I woke up this morning with another Nitinol heat engine concept that I think should work.

I've only had opportunity to fool around with Nitinol for a few weeks now, but from what I've seen, doing a few experiments, it exhibits the same heat into work conversion cooling effect as an expanding gas in an expansion engine.

That is, when it does work, in the process of changing shape it cools down.

This leads to some surprising consequences.

Normally, if a metal is heated it will take a long time to cool down again. The same goes for a gas really.

But, if you heat a gas briefly, causing the gas to expand, then as it expands, if it is made to do work, but the heat is removed, it will cool back down instantly and contract again. (or be more easily compressible for those who don't believe gas molecules have mutual attractive force i.e. kinetic theory of gases).

I get some arguments from the "ideal gas law" and whatever crowd that such a thing is not actually possible, whatever.

Regardless, I see the same thing with Nitinol. If you heat it up, it will generally stay hot for a long time like any metal would, but if it does some "work" after or while heat is added, like leaping out of hot water, it will cool back down instantly.

Take a soft Nitinol wire and heat it and it will stiffen and be very difficult to bend until if eventually cools off again, but crumple it up and heat it suddenly in such a way that it has to do some "work" as it expands and it will become cold and flexible again instantly.

Heat (motion on a microscopic scale) converted into work (motion on a macroscopic level)

As heat is used to perform work to create a motion in an object the heat, in essence "disappears" or is converted. The result is instantaneous cooling.

OK, enough for theory, but I've done the experiment in the above video, tossing Nitinol wire into hot water and having it leap out because it straightens out and becomes rigid. Well, in doing work, it cools right back down again.

In order for the Nitinol to cool back down again instantly and be ready to repeat the process, the heat conversion into work needs to be total, or at least very close to 100% otherwise the Nitinol spring would expand and stay expanded and it would not be possible to immediately compress it once again. So, if my "theory" about heat being converted to work and "disappearing" instantaneously is not correct, this engine would not work, as it depends on that principle. 

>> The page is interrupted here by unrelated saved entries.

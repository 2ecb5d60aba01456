//! Storage traits consumed by the core, with a PostgreSQL implementation
//! ([`Database`]) and an in-process one ([`memory::MemoryStore`]).

pub mod canvas_repository;
pub mod conversation_repository;
pub mod embedding_repository;
pub mod memory;
pub mod message_repository;

use async_trait::async_trait;
use sqlx::postgres::PgPoolOptions;
use sqlx::PgPool;
use tracing::{error, info};

use crate::errors::AppError;
use crate::models::{Canvas, Conversation, Message, NewMessage, PendingEmbedding, StoredEmbedding};

use canvas_repository::CanvasRepository;
use conversation_repository::ConversationRepository;
use embedding_repository::EmbeddingRepository;
use message_repository::MessageRepository;

#[async_trait]
pub trait ChatStore: Send + Sync {
    async fn create_conversation(&self, conversation: &Conversation) -> Result<Conversation, AppError>;
    async fn list_conversations(&self) -> Result<Vec<Conversation>, AppError>;
    async fn get_conversation(&self, id: &str) -> Result<Option<Conversation>, AppError>;
    async fn delete_conversation(&self, id: &str) -> Result<bool, AppError>;
    async fn touch_conversation(&self, id: &str) -> Result<(), AppError>;
    async fn create_message(&self, message: NewMessage) -> Result<Message, AppError>;
    /// Appends `messages` in order as one contiguous run of positions.
    async fn create_messages(&self, messages: Vec<NewMessage>) -> Result<Vec<Message>, AppError>;
    async fn list_messages(&self, conversation_id: &str) -> Result<Vec<Message>, AppError>;
    async fn rewind(&self, conversation_id: &str, position: i64) -> Result<u64, AppError>;
}

#[async_trait]
pub trait EmbeddingStore: Send + Sync {
    /// Messages without an embedding whose trimmed content has at least `min_length` chars.
    async fn unembedded_messages(&self, limit: usize, min_length: usize) -> Result<Vec<PendingEmbedding>, AppError>;
    async fn store_embedding(
        &self,
        message_id: &str,
        conversation_id: &str,
        embedding: &[f32],
        content_hash: &str,
    ) -> Result<(), AppError>;
    async fn all_embeddings(&self) -> Result<Vec<StoredEmbedding>, AppError>;
    async fn delete_embeddings(&self, conversation_id: &str) -> Result<u64, AppError>;
}

#[async_trait]
pub trait CanvasStore: Send + Sync {
    async fn get_canvas(&self, conversation_id: &str) -> Result<Option<Canvas>, AppError>;
    async fn create_canvas(&self, conversation_id: &str, title: &str, content: &str) -> Result<Canvas, AppError>;
    async fn update_canvas(&self, conversation_id: &str, content: &str, title: Option<&str>) -> Result<Canvas, AppError>;
}

/// PostgreSQL-backed storage: one repository per table.
#[derive(Clone)]
pub struct Database {
    conversations: ConversationRepository,
    messages: MessageRepository,
    embeddings: EmbeddingRepository,
    canvases: CanvasRepository,
}

impl Database {
    pub fn new(pool: PgPool) -> Self {
        Self {
            conversations: ConversationRepository::new(pool.clone()),
            messages: MessageRepository::new(pool.clone()),
            embeddings: EmbeddingRepository::new(pool.clone()),
            canvases: CanvasRepository::new(pool),
        }
    }

    /// Connects and applies pending migrations.
    pub async fn connect(url: &str, max_connections: u32) -> Result<Self, AppError> {
        let pool = PgPoolOptions::new()
            .max_connections(max_connections)
            .connect(url)
            .await
            .map_err(|e| {
                error!("Failed to connect to database: {e}");
                AppError::DatabaseConnectionFailed(e)
            })?;
        info!("Connected to PostgreSQL");

        sqlx::migrate!("./migrations")
            .run(&pool)
            .await
            .map_err(|e| AppError::Config(format!("Failed to run migrations: {e}")))?;
        info!("Migrations applied");

        Ok(Self::new(pool))
    }
}

#[async_trait]
impl ChatStore for Database {
    async fn create_conversation(&self, conversation: &Conversation) -> Result<Conversation, AppError> {
        self.conversations.save(conversation).await
    }

    async fn list_conversations(&self) -> Result<Vec<Conversation>, AppError> {
        self.conversations.find_all().await
    }

    async fn get_conversation(&self, id: &str) -> Result<Option<Conversation>, AppError> {
        self.conversations.find_by_id(id).await
    }

    async fn delete_conversation(&self, id: &str) -> Result<bool, AppError> {
        self.conversations.delete(id).await
    }

    async fn touch_conversation(&self, id: &str) -> Result<(), AppError> {
        self.conversations.update_timestamp(id).await
    }

    async fn create_message(&self, message: NewMessage) -> Result<Message, AppError> {
        self.messages.save(message).await
    }

    async fn create_messages(&self, messages: Vec<NewMessage>) -> Result<Vec<Message>, AppError> {
        self.messages.save_all(messages).await
    }

    async fn list_messages(&self, conversation_id: &str) -> Result<Vec<Message>, AppError> {
        self.messages.find_by_conversation_id(conversation_id).await
    }

    async fn rewind(&self, conversation_id: &str, position: i64) -> Result<u64, AppError> {
        self.messages.delete_after(conversation_id, position).await
    }
}

#[async_trait]
impl EmbeddingStore for Database {
    async fn unembedded_messages(&self, limit: usize, min_length: usize) -> Result<Vec<PendingEmbedding>, AppError> {
        self.messages.find_unembedded(limit, min_length).await
    }

    async fn store_embedding(
        &self,
        message_id: &str,
        conversation_id: &str,
        embedding: &[f32],
        content_hash: &str,
    ) -> Result<(), AppError> {
        self.embeddings.save(message_id, conversation_id, embedding, content_hash).await
    }

    async fn all_embeddings(&self) -> Result<Vec<StoredEmbedding>, AppError> {
        self.embeddings.find_all().await
    }

    async fn delete_embeddings(&self, conversation_id: &str) -> Result<u64, AppError> {
        self.embeddings.delete_by_conversation_id(conversation_id).await
    }
}

#[async_trait]
impl CanvasStore for Database {
    async fn get_canvas(&self, conversation_id: &str) -> Result<Option<Canvas>, AppError> {
        self.canvases.find_by_conversation_id(conversation_id).await
    }

    async fn create_canvas(&self, conversation_id: &str, title: &str, content: &str) -> Result<Canvas, AppError> {
        self.canvases.create(conversation_id, title, content).await
    }

    async fn update_canvas(&self, conversation_id: &str, content: &str, title: Option<&str>) -> Result<Canvas, AppError> {
        self.canvases.update(conversation_id, content, title).await
    }
}
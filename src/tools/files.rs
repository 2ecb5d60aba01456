use async_trait::async_trait;
use serde_json::{json, Value};

use super::safety::resolve_path;
use super::{required_str, truncate_output, ToolContext, ToolDefinition, ToolHandler};
use crate::errors::AppError;

fn target_path(path: &str, ctx: &ToolContext) -> std::path::PathBuf {
    let home = directories::BaseDirs::new().map(|d| d.home_dir().to_path_buf());
    resolve_path(path, &ctx.working_dir, home.as_deref())
}

pub struct ReadFileTool {
    max_chars: usize,
}

impl ReadFileTool {
    pub fn new(max_chars: usize) -> Self {
        Self { max_chars }
    }
}

#[async_trait]
impl ToolHandler for ReadFileTool {
    fn definition(&self) -> ToolDefinition {
        ToolDefinition::new(
            "read_file",
            "Read a text file. Relative paths resolve against the working directory.",
            json!({
                "type": "object",
                "properties": {
                    "path": { "type": "string", "description": "File to read" }
                },
                "required": ["path"]
            }),
        )
    }

    async fn execute(&self, args: &Value, ctx: &ToolContext) -> Result<Value, AppError> {
        let path = target_path(required_str(args, "read_file", "path")?, ctx);
        let content = tokio::fs::read_to_string(&path)
            .await
            .map_err(|e| AppError::tool("read_file", format!("cannot read {}: {e}", path.display())))?;
        Ok(json!({
            "path": path.display().to_string(),
            "content": truncate_output(&content, self.max_chars),
        }))
    }
}

pub struct WriteFileTool;

#[async_trait]
impl ToolHandler for WriteFileTool {
    fn definition(&self) -> ToolDefinition {
        ToolDefinition::new(
            "write_file",
            "Write text to a file, creating parent directories and replacing existing content.",
            json!({
                "type": "object",
                "properties": {
                    "path": { "type": "string", "description": "File to write" },
                    "content": { "type": "string", "description": "Full new content" }
                },
                "required": ["path", "content"]
            }),
        )
    }

    async fn execute(&self, args: &Value, ctx: &ToolContext) -> Result<Value, AppError> {
        let path = target_path(required_str(args, "write_file", "path")?, ctx);
        let content = required_str(args, "write_file", "content")?;

        if let Some(parent) = path.parent() {
            tokio::fs::create_dir_all(parent)
                .await
                .map_err(|e| AppError::tool("write_file", format!("cannot create {}: {e}", parent.display())))?;
        }
        tokio::fs::write(&path, content)
            .await
            .map_err(|e| AppError::tool("write_file", format!("cannot write {}: {e}", path.display())))?;

        Ok(json!({
            "path": path.display().to_string(),
            "bytes_written": content.len(),
        }))
    }
}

Basically, for this engine to operate continuously it would have to violate the second law of thermodynamics as well as exceed Carnot efficiency.

Not a problem.

(Or, worst case scenario,  the engine would require a very long cycling time to allow time for the heated Nitinol to cool back down between dunks in hot water).

   


So, I'll call that Nitinol engine #2.

Now really, that drawing should have had at least two more cylinders to be balanced, or instead of cylinders: Nitinol pogo sticks, as really, the "cylinders" need not be sealed or tight fitting. A few guide rods should do.

The reddish fluid in the bottom could be anything. Hot water, hot oil, jello, whatever.

The Nitinol spring is compressed down into the hot liquid and naturally wants to leap out or straighten itself.

From what I've seen this can be as sudden, powerful and explosive as the ignition of a fuel in the cylinder of a gasoline engine. (See above video)

Eventually I intend to get around to building some proof of concept or prototype engines. 

When and if that happens I'll be starting new threads for each build in my workbench area.

The way this forum is arranged and organized is really tops, and much appreciated. Thank you!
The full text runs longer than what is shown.